use crate::config::ClientConfig;
use crate::dispatcher::MessageDispatcher;
use crate::error::{Result, WledError};
use crate::protocol::inject_transition;
use crate::session::SessionState;
use crate::subscription::{DisconnectReason, EventBus, SessionEvent, SubscriptionToken};
use futures_util::stream::{SplitSink, SplitStream};
use futures_util::{SinkExt, StreamExt};
use serde_json::Value;
use std::sync::atomic::{AtomicU64, Ordering};
use std::sync::{Arc, Mutex, MutexGuard, PoisonError, Weak};
use std::time::Duration;
use tokio::net::TcpStream;
use tokio::sync::{mpsc, oneshot};
use tokio::task::JoinHandle;
use tokio::time::timeout;
use tokio_tungstenite::tungstenite::protocol::frame::coding::CloseCode;
use tokio_tungstenite::tungstenite::protocol::CloseFrame;
use tokio_tungstenite::{connect_async, tungstenite::Message, MaybeTlsStream, WebSocketStream};

type WsStream = WebSocketStream<MaybeTlsStream<TcpStream>>;

const CLOSE_FLUSH_TIMEOUT: Duration = Duration::from_millis(500);

/// Coarse connection lifecycle
#[derive(Debug, Clone, Copy, PartialEq, Eq)]
pub enum ConnectionStatus {
    Disconnected,
    Connecting,
    /// `ready` once both info and state have been received
    Connected { ready: bool },
    /// Closing; snapshots are cleared and subscribers notified before this ends
    Disconnecting,
}

/// One open socket
struct Link {
    /// Distinguishes this link from earlier ones in teardown
    epoch: u64,
    /// Channel for outgoing messages, drained by the writer task
    ws_tx: mpsc::UnboundedSender<Message>,
    writer: JoinHandle<()>,
    reader: JoinHandle<()>,
}

enum LinkState {
    Disconnected,
    Connecting,
    Connected(Link),
    Disconnecting,
}

/// Owns the socket and drives the connect/ready/disconnect lifecycle
pub(crate) struct Connection {
    url: String,
    config: ClientConfig,
    session: Arc<SessionState>,
    events: Arc<EventBus>,
    dispatcher: Arc<MessageDispatcher>,
    link: Mutex<LinkState>,
    next_epoch: AtomicU64,
    transition_time: Mutex<Option<i64>>,
}

impl Connection {
    pub fn new(url: String, config: ClientConfig) -> Self {
        let session = Arc::new(SessionState::new());
        let events = Arc::new(EventBus::new(config.event_capacity));
        let dispatcher = Arc::new(MessageDispatcher::new(session.clone(), events.clone()));
        let transition_time = Mutex::new(config.transition_time);

        Self {
            url,
            config,
            session,
            events,
            dispatcher,
            link: Mutex::new(LinkState::Disconnected),
            next_epoch: AtomicU64::new(0),
            transition_time,
        }
    }

    pub fn url(&self) -> &str {
        &self.url
    }

    pub fn session(&self) -> &SessionState {
        &self.session
    }

    pub fn events(&self) -> &EventBus {
        &self.events
    }

    pub fn transition_time(&self) -> Option<i64> {
        *self.transition_time.lock().unwrap_or_else(PoisonError::into_inner)
    }

    pub fn set_transition_time(&self, transition_time: Option<i64>) {
        *self.transition_time.lock().unwrap_or_else(PoisonError::into_inner) = transition_time;
    }

    pub fn status(&self) -> ConnectionStatus {
        match &*self.lock_link() {
            LinkState::Disconnected => ConnectionStatus::Disconnected,
            LinkState::Connecting => ConnectionStatus::Connecting,
            LinkState::Connected(_) => ConnectionStatus::Connected {
                ready: self.session.is_ready(),
            },
            LinkState::Disconnecting => ConnectionStatus::Disconnecting,
        }
    }

    /// Open the socket, optionally waiting until info and state arrive
    ///
    /// A readiness timeout leaves the socket open.
    pub async fn connect(self: &Arc<Self>, wait_for_ready: bool) -> Result<()> {
        {
            let mut state = self.lock_link();
            match *state {
                LinkState::Disconnected => {}
                LinkState::Disconnecting => {
                    return Err(WledError::ConnectionState(
                        "Client is still disconnecting".to_string(),
                    ));
                }
                _ => {
                    return Err(WledError::ConnectionState(
                        "Client is already connected".to_string(),
                    ));
                }
            }
            *state = LinkState::Connecting;
        }
        let mut guard = ConnectingGuard {
            connection: self,
            armed: true,
        };

        tracing::info!("Connecting to {}...", self.url);

        // Armed before the reader starts so no notification can be missed
        let latch = wait_for_ready.then(|| ReadinessLatch::arm(&self.events));

        let ws_stream = match timeout(self.config.connect_timeout, connect_async(&self.url)).await {
            Ok(Ok((ws_stream, _))) => ws_stream,
            Ok(Err(e)) => {
                tracing::error!("Failed to connect to {}: {}", self.url, e);
                return Err(e.into());
            }
            Err(_) => {
                tracing::error!("Failed to connect to {}: timed out", self.url);
                return Err(WledError::Io(std::io::Error::new(
                    std::io::ErrorKind::TimedOut,
                    "connect timed out",
                )));
            }
        };
        let (write, read) = ws_stream.split();
        let (ws_tx, ws_rx) = mpsc::unbounded_channel::<Message>();
        let epoch = self.next_epoch.fetch_add(1, Ordering::Relaxed);

        {
            // The reader may tear down immediately; publish the link first
            let mut state = self.lock_link();
            let writer = tokio::spawn(write_loop(write, ws_rx));
            let reader = tokio::spawn(read_loop(
                read,
                self.dispatcher.clone(),
                Arc::downgrade(self),
                epoch,
            ));
            *state = LinkState::Connected(Link {
                epoch,
                ws_tx,
                writer,
                reader,
            });
        }
        guard.armed = false;

        tracing::info!("Connected to {}.", self.url);

        let Some(mut latch) = latch else {
            return Ok(());
        };

        let outcome = timeout(self.config.ready_timeout, &mut latch.rx).await;
        drop(latch);

        match outcome {
            Ok(Ok(Readiness::Ready)) => Ok(()),
            Ok(Ok(Readiness::Closed)) | Ok(Err(_)) => Err(WledError::ConnectionClosed),
            Err(_) => {
                tracing::warn!("{} did not report info and state in time", self.url);
                Err(WledError::Timeout)
            }
        }
    }

    /// Close the socket and clear both snapshots
    ///
    /// `connect` is rejected until the snapshots are cleared and
    /// `Disconnected` has been published.
    pub async fn disconnect(&self) -> Result<()> {
        let link = {
            let mut state = self.lock_link();
            match std::mem::replace(&mut *state, LinkState::Disconnecting) {
                LinkState::Connected(link) => link,
                other => {
                    *state = other;
                    return Err(WledError::ConnectionState(
                        "Client is not connected".to_string(),
                    ));
                }
            }
        };

        tracing::info!("Disconnecting from {}...", self.url);

        // Finishes the teardown even if this future is dropped midway
        let _teardown = DisconnectingGuard { connection: self };

        let Link {
            ws_tx,
            writer,
            reader,
            ..
        } = link;

        let _ = ws_tx.send(Message::Close(Some(CloseFrame {
            code: CloseCode::Normal,
            reason: "Client stopped.".into(),
        })));
        drop(ws_tx);

        // No frame may be dispatched once the snapshots are cleared
        reader.abort();
        let _ = reader.await;

        // Let the writer flush the close frame before the socket goes away
        let _ = timeout(CLOSE_FLUSH_TIMEOUT, writer).await;
        Ok(())
    }

    /// Serialize and send one command
    pub fn send_value(&self, mut message: Value) -> Result<()> {
        let ws_tx = match &*self.lock_link() {
            LinkState::Connected(link) => link.ws_tx.clone(),
            _ => return Err(WledError::NotConnected),
        };

        if let Some(transition_time) = self.transition_time() {
            inject_transition(&mut message, transition_time);
        }

        let json = serde_json::to_string(&message)?;
        tracing::debug!("Sending to {}: {}", self.url, json);

        ws_tx
            .send(Message::Text(json))
            .map_err(|_| WledError::NotConnected)
    }

    /// Teardown triggered by the reader when the socket ends on its own
    fn teardown(&self, epoch: u64, reason: DisconnectReason) {
        {
            let mut state = self.lock_link();
            match &*state {
                LinkState::Connected(link) if link.epoch == epoch => {}
                // Already torn down by disconnect() or a newer link exists
                _ => return,
            }
            // Dropping the link closes the outgoing channel and stops the writer
            *state = LinkState::Disconnecting;
        }

        self.finish_teardown(reason);
    }

    fn finish_teardown(&self, reason: DisconnectReason) {
        if reason.is_by_user() {
            tracing::info!("{} successfully disconnected.", self.url);
        } else {
            tracing::error!("{} disconnected: {}", self.url, reason);
        }

        self.dispatcher.clear();
        self.events.publish(SessionEvent::Disconnected(reason));

        let mut state = self.lock_link();
        if matches!(*state, LinkState::Disconnecting) {
            *state = LinkState::Disconnected;
        }
    }

    fn lock_link(&self) -> MutexGuard<'_, LinkState> {
        self.link.lock().unwrap_or_else(PoisonError::into_inner)
    }
}

impl Drop for Connection {
    fn drop(&mut self) {
        let state = self.link.get_mut().unwrap_or_else(PoisonError::into_inner);
        if let LinkState::Connected(link) = state {
            link.reader.abort();
        }
    }
}

/// Resets `Connecting` back to `Disconnected` if `connect` bails out early
struct ConnectingGuard<'a> {
    connection: &'a Connection,
    armed: bool,
}

impl Drop for ConnectingGuard<'_> {
    fn drop(&mut self) {
        if self.armed {
            let mut state = self.connection.lock_link();
            if matches!(*state, LinkState::Connecting) {
                *state = LinkState::Disconnected;
            }
        }
    }
}

/// Completes a user-initiated disconnect when dropped
struct DisconnectingGuard<'a> {
    connection: &'a Connection,
}

impl Drop for DisconnectingGuard<'_> {
    fn drop(&mut self) {
        self.connection.finish_teardown(DisconnectReason::ByUser);
    }
}

#[derive(Debug)]
enum Readiness {
    Ready,
    Closed,
}

#[derive(Default)]
struct ReadinessProgress {
    info: bool,
    state: bool,
    tx: Option<oneshot::Sender<Readiness>>,
}

/// One-shot rendezvous resolving once info and state have both arrived
///
/// Its handler is removed when the latch is dropped, including when the
/// waiting `connect` is cancelled.
struct ReadinessLatch {
    events: Arc<EventBus>,
    token: SubscriptionToken,
    rx: oneshot::Receiver<Readiness>,
}

impl ReadinessLatch {
    fn arm(events: &Arc<EventBus>) -> Self {
        let (tx, rx) = oneshot::channel();
        let progress = Mutex::new(ReadinessProgress {
            tx: Some(tx),
            ..Default::default()
        });

        let token = events.subscribe(move |event| {
            let mut progress = progress.lock().unwrap_or_else(PoisonError::into_inner);
            match event {
                SessionEvent::InfoChanged { current: Some(_), .. } => progress.info = true,
                SessionEvent::StateChanged { current: Some(_), .. } => progress.state = true,
                SessionEvent::Disconnected(_) => {
                    if let Some(tx) = progress.tx.take() {
                        let _ = tx.send(Readiness::Closed);
                    }
                    return;
                }
                _ => return,
            }

            if progress.info && progress.state {
                if let Some(tx) = progress.tx.take() {
                    let _ = tx.send(Readiness::Ready);
                }
            }
        });

        Self {
            events: events.clone(),
            token,
            rx,
        }
    }
}

impl Drop for ReadinessLatch {
    fn drop(&mut self) {
        self.events.unsubscribe(self.token);
    }
}

/// Forward outgoing messages to the socket
async fn write_loop(
    mut write: SplitSink<WsStream, Message>,
    mut ws_rx: mpsc::UnboundedReceiver<Message>,
) {
    while let Some(msg) = ws_rx.recv().await {
        if let Err(e) = write.send(msg).await {
            tracing::error!("Failed to send message: {}", e);
            break;
        }
    }
}

/// Feed inbound frames to the dispatcher until the socket ends
async fn read_loop(
    mut read: SplitStream<WsStream>,
    dispatcher: Arc<MessageDispatcher>,
    connection: Weak<Connection>,
    epoch: u64,
) {
    let reason = loop {
        match read.next().await {
            Some(Ok(Message::Text(text))) => dispatcher.dispatch(&text),
            Some(Ok(Message::Close(frame))) => {
                tracing::info!("WebSocket connection closed");
                let reason = frame
                    .map(|f| f.reason.to_string())
                    .filter(|r| !r.is_empty());
                break DisconnectReason::ClosedByPeer(reason);
            }
            Some(Ok(_)) => {}
            Some(Err(e)) => {
                tracing::error!("WebSocket error: {}", e);
                break DisconnectReason::Error(e.to_string());
            }
            None => break DisconnectReason::Lost,
        }
    };

    if let Some(connection) = connection.upgrade() {
        connection.teardown(epoch, reason);
    }
}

☆ ☆ ☆

**What you have to do**
Copy out the lines above with "impl" in them.

**Exercise solution**
impl Connection {
impl Drop for Connection {
impl Drop for ConnectingGuard<'_> {
impl Drop for DisconnectingGuard<'_> {
impl ReadinessLatch {
impl Drop for ReadinessLatch {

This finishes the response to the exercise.